Last Updated on August 21, 2019 at 12:00 AM

Originally published August 21, 2019

By UC Staff

UTEP Communications

The University of Texas at El Paso’s Department of Biological Sciences was awarded a $1.5 million grant from the National Institutes of Health (NIH) to research how natural killer T (NKT) cells regulate uncontrolled inflammatory responses in immune system diseases.

 Department of Biological Sciences was awarded a $1.5 million grant from the National Institutes of Health (NIH) to research how natural killer T (NKT) cells regulate uncontrolled inflammatory responses in immune system diseases. Leading the study is professor Charles Spencer, Ph.D. (second from left), associate professor of biological sciences at UTEP. Photo: JR Hernandez / University Communications
Department of Biological Sciences was awarded a $1.5 million grant from the National Institutes of Health (NIH) to research how natural killer T (NKT) cells regulate uncontrolled inflammatory responses in immune system diseases. Leading the study is professor Charles Spencer, Ph.D. (second from left), associate professor of biological sciences at UTEP. Photo: JR Hernandez / University Communications

Leading the study is professor Charles Spencer, Ph.D., associate professor of biological sciences at UTEP. The objective of his research is to develop therapeutic drugs to control overwhelming inflammation triggered by infectious disease. In order to accomplish this, Spencer hopes to define the immune response elicited by inflammatory infectious diseases to identify commonalities that could be targeted by future drugs.

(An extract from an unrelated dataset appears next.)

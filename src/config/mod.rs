//! Configuración de la aplicación

pub mod environment;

“Inflammation is a critical part of our immune response to all infectious diseases,” Spencer said. “However, certain infectious diseases, including Francisella tularensis, Ebola, and pandemic influenza, trigger an over-reactive inflammatory response, referred to as a cytokine storm. For these diseases, the production of this cytokine storm is the direct cause of pathological damage, including acute respiratory distress, hemorrhage, hypovolemic shock, pneumonia, tissue damage, and ultimately death of the patient.” 

NKT cells are a population of immune cells that mediate both protective and regulatory immune functions. They play an important role in regulating inflammation in many tissues, including the liver, lungs and abdomen. Recent studies demonstrate that subsets of NKT cells are indeed functionally distinct and that the specific functions of these cells may be dictated in part by organ-specific mechanisms.

“By determining how NKT cells are responding to infection, we can design a drug to stimulate their ability to control the excessive inflammation induced by Francisella tularensis,” Spencer said. NKT-cell-based immune therapy would make it possible to activate the cells present in a particular organ and control the disease.

Research findings from the NIH grant will allow for the development of therapeutics to treat inflammation that is elicited by inflammatory infectious diseases. It is further likely that these drugs could be used to treat other inflammatory conditions, leading to a new class of non-steroidal immune-based anti-inflammatory drugs.

“This grant is the beginning of a line of research that could change how we treat infectious diseases and other conditions, which are caused by an over-reaction of our own immune response,” Spencer said. “The development of these new drugs is critical for infections that can’t be targeted by conventional anti-microbial drugs which target microbial products, such as toxins, and may result in an alternative treatment for the development of drug-resistant microbes.”